* **The problem**: Search the listing for the word "crate" and return each line that contains it.
::: Data supplied
/// This implementation of [`Serializer`] follows Serde JSON's behavior where the token
/// grammar matches JSON. Integers are written as 32-bit integers where the Rust type fits,
/// and as 64-bit integers otherwise.
impl<'s, 'a, W: TokenWriter + ?Sized> Serializer for &'s mut TokenWriterSerializer<'a, W> {
    // No result type; data is written to the TokenWriter
    type Ok = ();

    type Error = SerializerError;

    type SerializeSeq = Compound<'s, 'a, W>;
    type SerializeTuple = Compound<'s, 'a, W>;
    type SerializeTupleStruct = Compound<'s, 'a, W>;
    type SerializeTupleVariant = Compound<'s, 'a, W>;
    type SerializeMap = SerializeMap<'s, 'a, W>;
    type SerializeStruct = Compound<'s, 'a, W>;
    type SerializeStructVariant = Compound<'s, 'a, W>;

    fn serialize_bool(self, v: bool) -> Result<Self::Ok, Self::Error> {
        self.writer.write_boolean(v)?;
        Ok(())
    }

    fn serialize_i8(self, v: i8) -> Result<Self::Ok, Self::Error> {
        self.serialize_i32(v.into())
    }

    fn serialize_i16(self, v: i16) -> Result<Self::Ok, Self::Error> {
        self.serialize_i32(v.into())
    }

    fn serialize_i32(self, v: i32) -> Result<Self::Ok, Self::Error> {
        self.writer.write_int32(v)?;
        Ok(())
    }

    fn serialize_i64(self, v: i64) -> Result<Self::Ok, Self::Error> {
        self.writer.write_int64(v)?;
        Ok(())
    }

    /// Serialize an `i128` value
    ///
    /// A [`SerializerError::InvalidNumber`] is returned if the value does not fit into an `i64`.
    fn serialize_i128(self, v: i128) -> Result<Self::Ok, Self::Error> {
        self.serialize_i64(to_i64(v)?)
    }

    fn serialize_u8(self, v: u8) -> Result<Self::Ok, Self::Error> {
        self.serialize_i32(v.into())
    }

    fn serialize_u16(self, v: u16) -> Result<Self::Ok, Self::Error> {
        self.serialize_i32(v.into())
    }

    fn serialize_u32(self, v: u32) -> Result<Self::Ok, Self::Error> {
        self.serialize_i64(v.into())
    }

    /// Serialize a `u64` value
    ///
    /// A [`SerializerError::InvalidNumber`] is returned if the value does not fit into an `i64`.
    fn serialize_u64(self, v: u64) -> Result<Self::Ok, Self::Error> {
        self.serialize_i64(to_i64(v)?)
    }

    /// Serialize a `u128` value
    ///
    /// A [`SerializerError::InvalidNumber`] is returned if the value does not fit into an `i64`.
    fn serialize_u128(self, v: u128) -> Result<Self::Ok, Self::Error> {
        self.serialize_i64(to_i64(v)?)
    }

    fn serialize_f32(self, v: f32) -> Result<Self::Ok, Self::Error> {
        self.serialize_f64(v.into())
    }

    /// Serialize an `f64` value
    ///
    /// Unlike JSON the native format can represent NaN and Infinity, so these are
    /// written as they are.
    fn serialize_f64(self, v: f64) -> Result<Self::Ok, Self::Error> {
        self.writer.write_double(v)?;
        Ok(())
    }

    fn serialize_char(self, v: char) -> Result<Self::Ok, Self::Error> {
        self.serialize_str(v.encode_utf8(&mut [0; 4]))
    }

    fn serialize_str(self, v: &str) -> Result<Self::Ok, Self::Error> {
        self.writer.write_string(v)?;
        Ok(())
    }

    /// Serialize a chunk of raw byte data
    ///
    /// This implementation writes a [`Bytes`](crate::token::TokenType::Bytes) token, which
    /// the [`WriterAdapter`](crate::writer::WriterAdapter) writes as generic binary data.
    fn serialize_bytes(self, v: &[u8]) -> Result<Self::Ok, Self::Error> {
        self.writer.write_bytes(v)?;
        Ok(())
    }

    fn serialize_none(self) -> Result<Self::Ok, Self::Error> {
        self.writer.write_null()?;
        Ok(())
    }

    fn serialize_some<T: Serialize + ?Sized>(self, value: &T) -> Result<Self::Ok, Self::Error> {
        value.serialize(self)
    }

    fn serialize_unit(self) -> Result<Self::Ok, Self::Error> {
        self.writer.write_null()?;
        Ok(())
    }

    fn serialize_unit_struct(self, _name: &'static str) -> Result<Self::Ok, Self::Error> {
        self.writer.write_null()?;
        Ok(())
    }

    /// Serialize a unit variant like `E::A` in `enum E { A, B }`
    ///
    /// This implementation writes the `variant` as string value, the given name and
    /// variant index are ignored.
    fn serialize_unit_variant(
        self,
        _name: &'static str,
        _variant_index: u32,
        variant: &'static str,
    ) -> Result<Self::Ok, Self::Error> {
        self.writer.write_string(variant)?;
        Ok(())
    }

    /// Serialize a newtype struct like `struct Millimeters(u8)`
    ///
    /// The native value types are written with the converters, every other newtype struct
    /// just serializes the provided value.
    fn serialize_newtype_struct<T: Serialize + ?Sized>(
        self,
        name: &'static str,
        value: &T,
    ) -> Result<Self::Ok, Self::Error> {
        if name == NATIVE_VALUE_NEWTYPE {
            return self.serialize_native(value);
        }
        value.serialize(self)
    }

    /// Serialize a newtype variant like `E::N` in `enum E { N(u8) }`
    ///
    /// This implementation writes an object with a single property whose name
    /// is the `variant` and whose value is the serialized `value`.
    fn serialize_newtype_variant<T: Serialize + ?Sized>(
        self,
        _name: &'static str,
        _variant_index: u32,
        variant: &'static str,
        value: &T,
    ) -> Result<Self::Ok, Self::Error> {
        self.writer.write_start_object()?;
        self.writer.write_property_name(variant)?;
        value.serialize(&mut *self)?;
        self.writer.write_end_object()?;
        Ok(())
    }

    /// Begin to serialize a variably sized sequence
    ///
    /// This implementation writes an array. If `len` is `Some`, serializing a different
    /// number of elements than `len` will cause a [`SerializerError::IncorrectElementsCount`].
    fn serialize_seq(self, len: Option<usize>) -> Result<Self::SerializeSeq, Self::Error> {
        self.writer.write_start_array()?;
        Ok(Compound::new(self, len, Closing::Array))
    }

    fn serialize_tuple(self, len: usize) -> Result<Self::SerializeTuple, Self::Error> {
        self.serialize_seq(Some(len))
    }

    fn serialize_tuple_struct(
        self,
        _name: &'static str,
        len: usize,
    ) -> Result<Self::SerializeTupleStruct, Self::Error> {
        self.serialize_seq(Some(len))
    }

    /// Begin to serialize a tuple variant like `E::T` in `enum E { T(u8, u8) }`
    ///
    /// This implementation writes an object with a single property whose name is
    /// `variant` and whose value is an array of the fields.
    fn serialize_tuple_variant(
        self,
        _name: &'static str,
        _variant_index: u32,
        variant: &'static str,
        len: usize,
    ) -> Result<Self::SerializeTupleVariant, Self::Error> {
        // Writes `{ variant: [`
        self.writer.write_start_object()?;
        self.writer.write_property_name(variant)?;
        self.writer.write_start_array()?;
        Ok(Compound::new(self, Some(len), Closing::ArrayInObject))
    }

    /// Begin to serialize a map
    ///
    /// This implementation writes an object. Keys have to be strings, chars, booleans or
    /// numbers; numbers and booleans are converted to their string representation.
    /// Duplicate keys are not detected or prevented.
    ///
    /// # Panics
    /// For every [`SerializeMap::serialize_key`](serde::ser::SerializeMap::serialize_key)
    /// call a [`SerializeMap::serialize_value`](serde::ser::SerializeMap::serialize_value)
    /// call has to follow, otherwise a panic will occur.
    fn serialize_map(self, len: Option<usize>) -> Result<Self::SerializeMap, Self::Error> {
        self.writer.write_start_object()?;
        Ok(SerializeMap {
            compound: Compound::new(self, len, Closing::Object),
            // Initially entry key is expected
            expects_entry_value: false,
        })
    }

    fn serialize_struct(
        self,
        _name: &'static str,
        len: usize,
    ) -> Result<Self::SerializeStruct, Self::Error> {
        self.writer.write_start_object()?;
        Ok(Compound::new(self, Some(len), Closing::Object))
    }

    /// Begin to serialize a struct variant like `E::S` in `enum E { S { r: u8, g: u8, b: u8 } }`
    ///
    /// This implementation writes an object with a single property whose name is
    /// `variant` and whose value is an object of the fields.
    fn serialize_struct_variant(
        self,
        _name: &'static str,
        _variant_index: u32,
        variant: &'static str,
        len: usize,
    ) -> Result<Self::SerializeStructVariant, Self::Error> {
        // Writes `{ variant: {`
        self.writer.write_start_object()?;
        self.writer.write_property_name(variant)?;
        self.writer.write_start_object()?;
        Ok(Compound::new(self, Some(len), Closing::ObjectInObject))
    }
}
::::::
* **Solved problem**:
    /// This implementation writes a [`Bytes`](crate::token::TokenType::Bytes) token, which
    /// the [`WriterAdapter`](crate::writer::WriterAdapter) writes as generic binary data.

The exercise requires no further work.